Work to complete: The answer must be every line of the records below that contains the word "struct".

Collected data entries

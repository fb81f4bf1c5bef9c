//! Projection mode and per-mode parameters.
//!
//! [`ProjectionState`] is plain data. Its setters only mutate fields; deciding
//! when remap tables must be rebuilt is left to the caller. Parameters of the
//! inactive modes are kept, so switching back to a mode restores its view.

use serde::{Deserialize, Serialize};
use std::fmt;
use std::str::FromStr;

/// Which projection is displayed.
#[derive(Debug, Clone, Copy, PartialEq, Eq, Hash, Default, Serialize, Deserialize)]
#[serde(rename_all = "snake_case")]
pub enum ViewMode {
    #[default]
    Fisheye,
    Anypoint,
    Panorama,
}

impl fmt::Display for ViewMode {
    fn fmt(&self, f: &mut fmt::Formatter<'_>) -> fmt::Result {
        let name = match self {
            ViewMode::Fisheye => "fisheye",
            ViewMode::Anypoint => "anypoint",
            ViewMode::Panorama => "panorama",
        };
        f.write_str(name)
    }
}

impl FromStr for ViewMode {
    type Err = String;

    fn from_str(s: &str) -> Result<Self, Self::Err> {
        match s.to_lowercase().as_str() {
            "fisheye" => Ok(ViewMode::Fisheye),
            "anypoint" => Ok(ViewMode::Anypoint),
            "panorama" => Ok(ViewMode::Panorama),
            other => Err(format!("unknown view mode '{other}'")),
        }
    }
}

/// Anypoint parameter sub-mode.
///
/// `Mode1` steers by tilt (`alpha`) and azimuth (`beta`). `Mode2` steers by
/// pitch, yaw and roll, the usual convention for vehicle-mounted cameras.
#[derive(Debug, Clone, Copy, PartialEq, Eq, Hash, Default, Serialize, Deserialize)]
pub enum AnypointMode {
    #[default]
    Mode1,
    Mode2,
}

impl AnypointMode {
    pub fn index(&self) -> u8 {
        match self {
            AnypointMode::Mode1 => 1,
            AnypointMode::Mode2 => 2,
        }
    }
}

impl TryFrom<u8> for AnypointMode {
    type Error = String;

    fn try_from(value: u8) -> Result<Self, Self::Error> {
        match value {
            1 => Ok(AnypointMode::Mode1),
            2 => Ok(AnypointMode::Mode2),
            other => Err(format!("anypoint sub-mode must be 1 or 2, got {other}")),
        }
    }
}

#[derive(Debug, Clone, PartialEq, Serialize, Deserialize)]
pub struct AnypointParams {
    pub mode: AnypointMode,
    pub alpha: f64,
    pub beta: f64,
    /// Only used by [`AnypointMode::Mode2`].
    pub roll: f64,
    pub zoom: f64,
}

impl AnypointParams {
    pub const DEFAULT_ZOOM: f64 = 2.0;
}

impl Default for AnypointParams {
    fn default() -> Self {
        AnypointParams {
            mode: AnypointMode::Mode1,
            alpha: 0.0,
            beta: 0.0,
            roll: 0.0,
            zoom: Self::DEFAULT_ZOOM,
        }
    }
}

/// Polar angle bounds of the panorama, in degrees.
#[derive(Debug, Clone, PartialEq, Serialize, Deserialize)]
pub struct PanoramaParams {
    pub alpha_min: f64,
    pub alpha_max: f64,
}

impl Default for PanoramaParams {
    fn default() -> Self {
        PanoramaParams {
            alpha_min: 110.0,
            alpha_max: 10.0,
        }
    }
}

/// Quick anypoint directions.
#[derive(Debug, Clone, Copy, PartialEq, Eq, Serialize, Deserialize)]
#[serde(rename_all = "snake_case")]
pub enum AnypointPreset {
    Center,
    Up,
    Left,
    Right,
    Down,
}

impl AnypointPreset {
    /// `(alpha, beta)` for sub-mode 1.
    fn mode1(&self) -> (f64, f64) {
        match self {
            AnypointPreset::Center => (0.0, 0.0),
            AnypointPreset::Up => (75.0, 0.0),
            AnypointPreset::Left => (65.0, -90.0),
            AnypointPreset::Right => (65.0, 90.0),
            AnypointPreset::Down => (65.0, 180.0),
        }
    }

    /// `(alpha, beta, roll)` for sub-mode 2.
    fn mode2(&self) -> (f64, f64, f64) {
        match self {
            AnypointPreset::Center => (0.0, 0.0, 0.0),
            AnypointPreset::Up => (50.0, 0.0, 0.0),
            AnypointPreset::Left => (0.0, -75.0, 0.0),
            AnypointPreset::Right => (0.0, 65.0, 0.0),
            AnypointPreset::Down => (-65.0, 0.0, 0.0),
        }
    }
}

impl FromStr for AnypointPreset {
    type Err = String;

    fn from_str(s: &str) -> Result<Self, Self::Err> {
        match s.to_lowercase().as_str() {
            "center" => Ok(AnypointPreset::Center),
            "up" => Ok(AnypointPreset::Up),
            "left" => Ok(AnypointPreset::Left),
            "right" => Ok(AnypointPreset::Right),
            "down" => Ok(AnypointPreset::Down),
            other => Err(format!("unknown anypoint preset '{other}'")),
        }
    }
}

/// Parameters that determine the remap tables of the active mode.
#[derive(Debug, Clone, PartialEq)]
pub enum ActiveProjection {
    Fisheye,
    Anypoint(AnypointParams),
    Panorama(PanoramaParams),
}

#[derive(Debug, Clone, Default, PartialEq, Serialize, Deserialize)]
pub struct ProjectionState {
    pub mode: ViewMode,
    pub anypoint: AnypointParams,
    pub panorama: PanoramaParams,
}

impl ProjectionState {
    pub fn new() -> Self {
        Self::default()
    }

    pub fn set_mode(&mut self, mode: ViewMode) {
        self.mode = mode;
    }

    pub fn set_anypoint_params(&mut self, alpha: f64, beta: f64, roll: f64, zoom: f64) {
        self.anypoint.alpha = alpha;
        self.anypoint.beta = beta;
        self.anypoint.roll = roll;
        self.anypoint.zoom = zoom;
    }

    /// Switch the anypoint sub-mode. The geometry is reset to defaults since
    /// angles of one sub-mode mean something else in the other.
    pub fn set_anypoint_submode(&mut self, mode: AnypointMode) {
        self.anypoint.mode = mode;
        self.reset_anypoint();
    }

    pub fn set_panorama_params(&mut self, alpha_min: f64, alpha_max: f64) {
        self.panorama.alpha_min = alpha_min;
        self.panorama.alpha_max = alpha_max;
    }

    /// alpha = 0, beta = 0, roll = 0, zoom = 2; the sub-mode is kept.
    pub fn reset_anypoint(&mut self) {
        self.anypoint = AnypointParams {
            mode: self.anypoint.mode,
            ..AnypointParams::default()
        };
    }

    /// alpha_min = 110, alpha_max = 10.
    pub fn reset_panorama(&mut self) {
        self.panorama = PanoramaParams::default();
    }

    /// Apply a preset direction for the current sub-mode. Zoom is kept, and
    /// roll is only touched in sub-mode 2.
    pub fn apply_anypoint_preset(&mut self, preset: AnypointPreset) {
        match self.anypoint.mode {
            AnypointMode::Mode1 => {
                let (alpha, beta) = preset.mode1();
                self.anypoint.alpha = alpha;
                self.anypoint.beta = beta;
            }
            AnypointMode::Mode2 => {
                let (alpha, beta, roll) = preset.mode2();
                self.anypoint.alpha = alpha;
                self.anypoint.beta = beta;
                self.anypoint.roll = roll;
            }
        }
    }

    pub fn active(&self) -> ActiveProjection {
        match self.mode {
            ViewMode::Fisheye => ActiveProjection::Fisheye,
            ViewMode::Anypoint => ActiveProjection::Anypoint(self.anypoint.clone()),
            ViewMode::Panorama => ActiveProjection::Panorama(self.panorama.clone()),
        }
    }
}
use std::collections::HashMap;

use crate::events::GenerationEvent;

/// What the front end shows for one generation slot.
#[derive(Debug, Default, Clone, PartialEq, Eq)]
pub struct SlotView {
    pub is_generating: bool,
    /// Fragments received so far, concatenated in arrival order
    pub result: String,
    /// Dismissible inline error banner
    pub error: Option<String>,
}

impl SlotView {
    /// Reset for a new generation in this slot.
    pub fn start(&mut self) {
        self.is_generating = true;
        self.result.clear();
        self.error = None;
    }

    pub fn handle_event(&mut self, event: GenerationEvent) {
        match event {
            GenerationEvent::Fragment(fragment) => {
                // late fragments after a stop or failure are ignored
                if self.is_generating {
                    self.result.push_str(&fragment);
                }
            }
            GenerationEvent::Completed | GenerationEvent::Cancelled => {
                self.is_generating = false;
            }
            GenerationEvent::Failed(error) => {
                self.is_generating = false;
                self.error = error.user_message().map(str::to_string);
            }
        }
    }

    pub fn dismiss_error(&mut self) {
        self.error = None;
    }
}

#[derive(Debug, Default)]
pub struct App {
    views: HashMap<String, SlotView>,
}

impl App {
    pub fn new() -> Self {
        Self::default()
    }

    pub fn view(&self, slot: &str) -> Option<&SlotView> {
        self.views.get(slot)
    }

    pub fn start(&mut self, slot: &str) {
        self.views.entry(slot.to_string()).or_default().start();
    }

    pub fn handle_event(&mut self, slot: &str, event: GenerationEvent) {
        self.views.entry(slot.to_string()).or_default().handle_event(event);
    }

    pub fn is_generating(&self) -> bool {
        self.views.values().any(|view| view.is_generating)
    }

    /// Errors currently shown, by slot.
    pub fn banners(&self) -> Vec<(&str, &str)> {
        let mut banners: Vec<(&str, &str)> = self
            .views
            .iter()
            .filter_map(|(slot, view)| view.error.as_deref().map(|error| (slot.as_str(), error)))
            .collect();
        banners.sort_unstable();
        banners
    }
}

Written response:
pub struct AnypointParams {
pub struct PanoramaParams {
pub struct ProjectionState {
pub struct SlotView {
pub struct App {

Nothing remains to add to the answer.